JF Ptak Science Books Post 1233
Earlier in this blog I looked at the diminishing importances in antiquarian times--some occupations, formerly integral and important, have now become sufficient, occasionally a luxury to be afforded by folks who can pay for reigniting past importance. This earlier example was found in William Pyne's great-ish 1845 work, Picturesque groups for the embellishment of landscape..-- it was a work of clip art for its day, really, showing, detailing, the attitudes and occupations of working people. It was a book filled with the people who might ordinarily have gone missing from the work of the artists needing their images displayed in their brains by someone else's labor; a book filled with figures to plug-up the blank spaces, round out that unkind bits that called out for a human touch. This new example's lists (below) are interesting in this same way, though the jobs listed are less general and more "professional", or technical, than the Pyne work--fishmongers and rat-catchers are not listed here.
The work is that of Edward Hazen who in 1837 described 68 specialized jobs in his Panorama of Professions and Trade. Unlike many other occupations from a less specialized list, nearly all of these jobs still exist, though many have been lowered to deep depths of obscurity (say, for "lithographer"), while others are changing whole-cloth but still quite popular (like my own profession as "bookseller". A bookseller from 1837 could see that some small percentage of the booksellers he met were indeed selling books in a way he recognized--but then there's that knotty majority who even though were brothers-in-trade would seem I think to be almost entirely foreign to his antiquarian eyes.)
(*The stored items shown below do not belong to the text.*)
//! Broadcast hub
//!
//! One serialized payload per monitor event flows through here: into the
//! bounded replay history and out to every connected WebSocket client via
//! a broadcast channel. Subscription and history snapshot happen under
//! one lock so a joining client neither misses nor duplicates a message.

use std::sync::{Arc, Mutex};

use tokio::sync::broadcast;

use tnc_monitor::MonitorState;

/// Live messages buffered per client before it counts as lagging
const CHANNEL_CAPACITY: usize = 256;

/// Shared fan-out handle, cheap to clone
#[derive(Clone)]
pub struct Hub {
    tx: broadcast::Sender<String>,
    state: Arc<Mutex<MonitorState>>,
}

impl Hub {
    /// Create a hub whose replay history holds `history_capacity` lines
    pub fn new(history_capacity: usize) -> Self {
        let (tx, _) = broadcast::channel(CHANNEL_CAPACITY);
        Self {
            tx,
            state: Arc::new(Mutex::new(MonitorState::new(history_capacity))),
        }
    }

    /// Record a payload in the history and fan it out to live clients
    pub fn publish(&self, payload: String) {
        let mut state = self.state.lock().expect("monitor state mutex poisoned");
        state.history.push(payload.clone());
        // No receivers is fine; history still replays later.
        let _ = self.tx.send(payload);
    }

    /// History snapshot plus a live receiver, atomically
    pub fn subscribe(&self) -> (Vec<String>, broadcast::Receiver<String>) {
        let state = self.state.lock().expect("monitor state mutex poisoned");
        (state.history.snapshot(), self.tx.subscribe())
    }

    /// Run `f` against the monitor state
    pub fn with_state<R>(&self, f: impl FnOnce(&mut MonitorState) -> R) -> R {
        f(&mut self.state.lock().expect("monitor state mutex poisoned"))
    }
}
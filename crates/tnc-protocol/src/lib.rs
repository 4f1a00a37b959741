//! TNC Monitor Protocol Library
//!
//! This crate decodes the textual monitor stream emitted by a packet-radio
//! terminal-node controller (BPQ-style node). Three layers of structure are
//! recognized:
//!
//! - **Monitor lines**: `HH:MM:SSD SRC>DST Port=N MESSAGE` framing around
//!   every trace the node emits (`D` is the `R`/`T` direction flag)
//! - **AX.25 traces**: the human-readable frame dump inside a monitor line,
//!   decoded into source/destination callsigns, frame category,
//!   control-field semantics and an inferred layer-3 protocol
//! - **Telemetry broadcasts**: the TNC's `<UI C>:` key/value self-report,
//!   decoded into typed firmware counters
//!
//! # Architecture
//!
//! Every parser here is a pure function of its input string: no I/O, no
//! shared state, safe to call concurrently from any number of tasks. Lines
//! that do not fit a grammar yield `None` (an expected outcome the caller
//! displays raw), never an error; only telemetry reports a structured
//! [`ParseError`], matching the firmware's strict field-ID format.
//!
//! # Example
//!
//! ```rust
//! use tnc_protocol::{decode, FrameCategory};
//!
//! let frame = decode("N0CALL-1 > APRS <UI pid=F0 Len=50> :!4903.50N/07201.75W-Hello").unwrap();
//! assert_eq!(frame.frame_type, FrameCategory::UnnumberedInformation);
//! assert_eq!(frame.source.call, "N0CALL");
//! assert_eq!(frame.protocol.as_deref(), Some("Text/APRS"));
//! ```

pub mod callsign;
pub mod control;
pub mod error;
pub mod frame;
pub mod monitor;
pub mod telemetry;
pub mod timestamp;

pub use callsign::Callsign;
pub use control::{classify_control, ControlClassification, FrameCategory, PollFinal};
pub use error::ParseError;
pub use frame::{decode, DecodedFrame};
pub use monitor::{parse_monitor_line, LinkDirection, MonitorLine};
pub use telemetry::{parse_telemetry, TncTelemetry};
pub use timestamp::{normalize_timestamp, normalize_timestamp_at};
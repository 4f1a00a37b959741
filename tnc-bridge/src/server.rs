//! HTTP and WebSocket surface
//!
//! `/ws` upgrades to a WebSocket that first replays the bounded history,
//! then forwards live broadcasts; inbound frames are drained and ignored.
//! `/stats` reports the monitor state as JSON; `/version` the build
//! version as plain text.

use std::net::SocketAddr;

use actix_web::{get, web, App, Error, HttpRequest, HttpResponse, HttpServer, Responder};
use actix_ws::Message;
use futures_util::StreamExt;
use serde::Serialize;
use tokio::sync::broadcast::error::RecvError;
use tracing::{info, warn};

use tnc_monitor::MonitorState;
use tnc_protocol::TncTelemetry;

use crate::hub::Hub;

/// Build version served at /version
pub const VERSION: &str = env!("CARGO_PKG_VERSION");

/// Run the HTTP server until it fails or the process shuts down
pub async fn serve(addr: SocketAddr, hub: Hub) -> std::io::Result<()> {
    let hub_data = web::Data::new(hub);

    info!("http server listening on {addr}");
    let server = HttpServer::new(move || {
        App::new()
            .app_data(hub_data.clone())
            .service(index)
            .service(version)
            .service(websocket)
            .service(stats)
    })
    .shutdown_timeout(1)
    .disable_signals()
    .bind(addr)?
    .run();
    server.await
}

#[get("/")]
async fn index() -> impl Responder {
    HttpResponse::Ok()
        .content_type("text/plain; charset=utf-8")
        .body(
            "tnc-bridge monitor stream\n\n\
             GET /ws       WebSocket JSON stream (history replay, then live)\n\
             GET /stats    port and message-rate statistics\n\
             GET /version  build version\n",
        )
}

#[get("/version")]
async fn version() -> impl Responder {
    HttpResponse::Ok()
        .content_type("text/plain; charset=utf-8")
        .body(VERSION)
}

#[get("/ws")]
async fn websocket(
    req: HttpRequest,
    body: web::Payload,
    hub: web::Data<Hub>,
) -> Result<HttpResponse, Error> {
    let (response, mut session, mut msg_stream) = actix_ws::handle(&req, body)?;
    let (history, mut live) = hub.subscribe();

    actix_web::rt::spawn(async move {
        for payload in history {
            if session.text(payload).await.is_err() {
                return;
            }
        }

        loop {
            tokio::select! {
                received = live.recv() => match received {
                    Ok(payload) => {
                        if session.text(payload).await.is_err() {
                            break;
                        }
                    }
                    Err(RecvError::Lagged(missed)) => {
                        warn!("websocket client lagged, dropped {missed} messages");
                    }
                    Err(RecvError::Closed) => break,
                },
                frame = msg_stream.next() => match frame {
                    Some(Ok(Message::Ping(data))) => {
                        if session.pong(&data).await.is_err() {
                            break;
                        }
                    }
                    Some(Ok(Message::Close(_))) | Some(Err(_)) | None => break,
                    Some(Ok(_)) => {} // clients have nothing to tell us
                },
            }
        }

        let _ = session.close(None).await;
    });

    Ok(response)
}

#[derive(Serialize)]
#[serde(rename_all = "camelCase")]
struct StatsResponse {
    ports: Vec<PortStatsView>,
    messages_per_minute: Vec<MinuteBucket>,
    history_len: usize,
}

#[derive(Serialize)]
#[serde(rename_all = "camelCase")]
struct PortStatsView {
    port: u32,
    frames: u64,
    #[serde(skip_serializing_if = "Option::is_none")]
    last_seen: Option<String>,
    #[serde(skip_serializing_if = "Option::is_none")]
    telemetry: Option<TncTelemetry>,
}

#[derive(Serialize)]
#[serde(rename_all = "camelCase")]
struct MinuteBucket {
    minute: String,
    count: u64,
}

impl StatsResponse {
    fn collect(state: &MonitorState) -> Self {
        Self {
            ports: state
                .ports
                .iter()
                .map(|(port, port_stats)| PortStatsView {
                    port,
                    frames: port_stats.frames,
                    last_seen: port_stats.last_seen.map(|t| t.to_rfc3339()),
                    telemetry: port_stats.telemetry.clone(),
                })
                .collect(),
            messages_per_minute: state
                .rate
                .per_minute()
                .map(|(minute, count)| MinuteBucket {
                    minute: minute.to_rfc3339(),
                    count,
                })
                .collect(),
            history_len: state.history.len(),
        }
    }
}

#[get("/stats")]
async fn stats(hub: web::Data<Hub>) -> impl Responder {
    let response = hub.with_state(|state| StatsResponse::collect(state));
    HttpResponse::Ok().json(response)
}

#[cfg(test)]
mod tests {
    use super::*;
    use chrono::{TimeZone, Utc};

    #[test]
    fn test_stats_response_shape() {
        let mut state = MonitorState::new(10);
        let at = Utc.with_ymd_and_hms(2025, 6, 15, 12, 0, 30).unwrap();
        state.observe_line(Some(1), at);
        state.history.push("payload".to_string());

        let json = serde_json::to_string(&StatsResponse::collect(&state)).unwrap();
        assert!(json.contains(r#""ports":[{"port":1,"frames":1"#));
        assert!(json.contains(r#""messagesPerMinute":[{"minute":"2025-06-15T12:00:00+00:00","count":1}]"#));
        assert!(json.contains(r#""historyLen":1"#));
    }
}
//! Monitor stream line parsing
//!
//! Every trace the node emits is framed as
//!
//! ```text
//! HH:MM:SSD SRC>DST Port=N MESSAGE
//! ```
//!
//! where `D` is `R` (received) or `T` (transmitted), the route is a pair
//! of uppercase callsigns around a single `>`, and the message is the rest
//! of the chunk (possibly spanning lines). Chunks that do not fit are
//! forwarded raw.

use crate::timestamp::is_hms;

/// Direction flag of a monitor line
#[derive(Debug, Clone, Copy, PartialEq, Eq)]
#[cfg_attr(feature = "serde", derive(serde::Serialize, serde::Deserialize))]
pub enum LinkDirection {
    /// Frame received over the air (`R`)
    Receive,
    /// Frame transmitted by the node (`T`)
    Transmit,
}

impl LinkDirection {
    fn from_flag(flag: char) -> Option<Self> {
        match flag {
            'R' => Some(Self::Receive),
            'T' => Some(Self::Transmit),
            _ => None,
        }
    }

    /// Wire flag character
    pub fn flag(&self) -> char {
        match self {
            Self::Receive => 'R',
            Self::Transmit => 'T',
        }
    }
}

/// Structured monitor line
#[derive(Debug, Clone, PartialEq, Eq)]
#[cfg_attr(feature = "serde", derive(serde::Serialize, serde::Deserialize))]
pub struct MonitorLine {
    /// Wall-clock `HH:MM:SS` stamp as printed
    pub timestamp: String,
    /// Receive/transmit flag
    pub direction: LinkDirection,
    /// `SRC>DST` route token
    pub route: String,
    /// Port number as printed
    pub port: String,
    /// Message body, everything after the port field
    pub message: String,
}

/// Parse one monitor chunk into its framing fields
pub fn parse_monitor_line(chunk: &str) -> Option<MonitorLine> {
    // Timestamp and direction flag: "16:34:33R".
    let stamp = chunk.get(..8)?;
    if !is_hms(stamp) {
        return None;
    }
    let mut rest = chunk[8..].chars();
    let direction = LinkDirection::from_flag(rest.next()?)?;
    let rest = rest.as_str();
    let rest = rest.strip_prefix(' ')?;

    // Route: "SRC>DST", uppercase callsign charset only.
    let route_end = rest
        .find(|c: char| !(c.is_ascii_uppercase() || c.is_ascii_digit() || c == '-' || c == '>'))
        .unwrap_or(rest.len());
    let route = &rest[..route_end];
    let (src, dst) = route.split_once('>')?;
    if src.is_empty() || dst.is_empty() || dst.contains('>') {
        return None;
    }

    // Port field: " Port=N " with a single space on each side.
    let rest = rest[route_end..].strip_prefix(' ')?;
    let rest = rest.strip_prefix("Port=")?;
    let digits_end = rest
        .find(|c: char| !c.is_ascii_digit())
        .unwrap_or(rest.len());
    if digits_end == 0 {
        return None;
    }
    let port = &rest[..digits_end];
    let message = rest[digits_end..].strip_prefix(' ')?;

    Some(MonitorLine {
        timestamp: stamp.to_string(),
        direction,
        route: route.to_string(),
        port: port.to_string(),
        message: message.to_string(),
    })
}
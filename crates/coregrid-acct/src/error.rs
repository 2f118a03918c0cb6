//! Accounting error types.

use std::path::PathBuf;

use thiserror::Error;

use crate::options::OptionsError;
use crate::sampler::StepKey;

#[derive(Debug, Error)]
pub enum AcctError {
    #[error("accounting is shutting down")]
    ShutdownInProgress,

    #[error("bad pid {0}")]
    BadPid(u32),

    #[error("unknown step {0}")]
    UnknownStep(StepKey),

    #[error("step {0} already has a sampler")]
    StepExists(StepKey),

    /// A `/proc` or sysfs file could not be read, usually because the
    /// process exited between enumeration and read.
    #[error("reading {path}: {source}")]
    SamplerIo {
        path: PathBuf,
        #[source]
        source: std::io::Error,
    },

    #[error("malformed {path}: {reason}")]
    Parse { path: PathBuf, reason: String },

    #[error("step {step} exceeded its memory limit: {used} > {limit} bytes")]
    MemoryLimitExceeded { step: StepKey, used: u64, limit: u64 },

    #[error("signal delivery failed: {0}")]
    Signal(String),

    #[error(transparent)]
    Options(#[from] OptionsError),
}

pub type AcctResult<T> = Result<T, AcctError>;

impl AcctError {
    pub(crate) fn io(path: impl Into<PathBuf>, source: std::io::Error) -> Self {
        AcctError::SamplerIo {
            path: path.into(),
            source,
        }
    }

    pub(crate) fn parse(path: impl Into<PathBuf>, reason: impl Into<String>) -> Self {
        AcctError::Parse {
            path: path.into(),
            reason: reason.into(),
        }
    }

    /// Whether the error means the process simply went away.
    pub fn is_vanished(&self) -> bool {
        match self {
            AcctError::SamplerIo { source, .. } => matches!(
                source.kind(),
                std::io::ErrorKind::NotFound | std::io::ErrorKind::PermissionDenied
            ) || source.raw_os_error() == Some(libc::ESRCH),
            _ => false,
        }
    }
}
Of all the professions listed below, only five, I think, are almost entirely removed from the public picture--jobs held by people now but by people who would be difficult to find. The short list--type founder, turner, wheelwright and stereotyper. As I said, there are people who practice these positions, but their services are more luxuries than necessities, now. Whereas my earlier post on the Pyne occupations was listed as a "Domesday tour" of disappeared professions, it it remarkable to see how many of the Hazen jobs continue to survive.
There's currently a UK TV programme recreating an Edwardian farm that mentioned there's only one master cooper left in England (trade destroyed by metal barrels). My family had a line of saddlers that died out in the 1960s or so, though one of brothers-in-law still works as a thatcher.
Posted by: Ray Girvan | 25 November 2010 at 03:02 PM
Well, not everyone can say that their brother is a "thatcher" and not a former PM. Good on him!